Saat ini inflasi di Indonesia masih cukup rendah. Berdasar data di Badan Pusat Statistik, inflasi tahun 2021 hanya 1,68 persen. Itu dipengaruhi oleh permintaan domestik yang belum kuat sebagai dampak pandemi Covid-19. Pembatasan sosial yang berdampak pada rendahnya mobilitas masyarakat membuat rendahnya permintaan agregat.

Meski begitu, inflasi AS yang cukup tinggi tetap harus diwaspadai. Dalam jangka menengah, kenaikan biaya produksi karena kenaikan harga bahan baku dan barang modal pasti akan terjadi. Pada saat yang sama, daya beli masyarakat justru masih lemah sebagai dampak dari pandemi Covid-19 yang belum juga selesai.

Dari sisi moneter, inflasi yang tinggi di AS pasti akan direspons dengan upaya-upaya menekan permintaan agregat. Tidak tertutup kemungkinan, The Fed akan menaikkan tingkat bunga pada triwulan II atau III 2022. Jika itu terjadi, dampak moneternya akan cukup besar, karena akan terjadi arus modal ke AS.

Sebelum menaikkan tingkat bunga, mungkin The Fed akan mempercepat tapering off  nilai program pembelian aset (quantitative easing/QE) yang saat ini masih senilai USD 15 miliar per bulan. Dengan nilai QE USD 120 miliar, masih cukup waktu untuk mencapai QE nol dan The Fed menaikkan tingkat bunga.

Meski begitu, jika The Fed mempercepat tapering hingga USD 30 miliar per bulan, QE akan menjadi nol hanya dalam waktu empat bulan ke depan. Karena itu, sangat mungkin The Fed akan menaikkan tingkat bunga dalam beberapa bulan ke depan yang akan berdampak pada pasar keuangan global.

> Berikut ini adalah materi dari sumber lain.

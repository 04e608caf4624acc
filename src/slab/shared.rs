//! Process-wide allocator handle
//!
//! One lock around the whole allocator: allocation can grow a slab, which
//! touches the global committed counter, and reports must see every class
//! at the same instant.

use super::chunk::ChunkHandle;
use super::stats::SlabStats;
use super::strategy::ChunkAllocator;
use crate::config::{AllocatorConfig, Strategy};
use crate::error::Result;
use parking_lot::Mutex;
use std::fmt;
use std::sync::Arc;

/// Cloneable, thread-safe handle to one [`ChunkAllocator`]
#[derive(Clone)]
pub struct SharedAllocator {
    inner: Arc<Mutex<Box<dyn ChunkAllocator>>>,
}

impl SharedAllocator {
    pub fn new(allocator: Box<dyn ChunkAllocator>) -> Self {
        Self {
            inner: Arc::new(Mutex::new(allocator)),
        }
    }

    /// Build the allocator described by `config`
    pub fn from_config(config: &AllocatorConfig) -> Self {
        Self::new(config.build())
    }

    pub fn strategy(&self) -> Strategy {
        self.inner.lock().strategy()
    }

    /// Reset all state; see [`ChunkAllocator::init`]
    pub fn init(&self, memory_ceiling: usize) {
        self.inner.lock().init(memory_ceiling)
    }

    pub fn allocate(&self, size: usize) -> Result<ChunkHandle> {
        self.inner.lock().allocate(size)
    }

    /// Return a chunk
    ///
    /// # Safety
    /// Same contract as [`ChunkAllocator::free`].
    pub unsafe fn free(&self, chunk: ChunkHandle, size: usize) {
        self.inner.lock().free(chunk, size)
    }

    pub fn memory_committed(&self) -> usize {
        self.inner.lock().memory_committed()
    }

    pub fn stats(&self) -> SlabStats {
        self.inner.lock().stats()
    }

    pub fn report(&self) -> String {
        self.inner.lock().report()
    }
}

impl fmt::Debug for SharedAllocator {
    fn fmt(&self, f: &mut fmt::Formatter<'_>) -> fmt::Result {
        let inner = self.inner.lock();
        f.debug_struct("SharedAllocator")
            .field("strategy", &inner.strategy())
            .field("memory_committed", &inner.memory_committed())
            .field("memory_ceiling", &inner.memory_ceiling())
            .finish()
    }
}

Termasuk pasar keuangan Indonesia.

Posisi Indonesia atas AS memang bisa selalu tidak menguntungkan dari salah satu dua transmisi itu, perdagangan dan moneter. Saat ekonomi AS membaik, pasar keuangan Indonesia akan berdampak akibat adanya capital outflow dari pasar keuangan. Apalagi, pasar keuangan kita didominasi hot money yang memang sewaktu-waktu masuk atau keluar. Jika itu yang terjadi, rupiah akan mengalami tekanan karena investor akan mengonversi rupiahnya ke dolar.

Sebaliknya, jika ekonomi AS lagi memburuk, ekspor Indonesia akan terganggu. Ekonomi buruk, daya beli turun, dan permintaan impor, termasuk dari Indonesia, akan menurun. Dampaknya, selain penerimaan impor eksporter Indonesia turun, devisa masuk akan menurun sehingga pasokan dolar akan menurun. Itu juga bisa berdampak tidak baik karena juga akan membuat rupiah makin tertekan.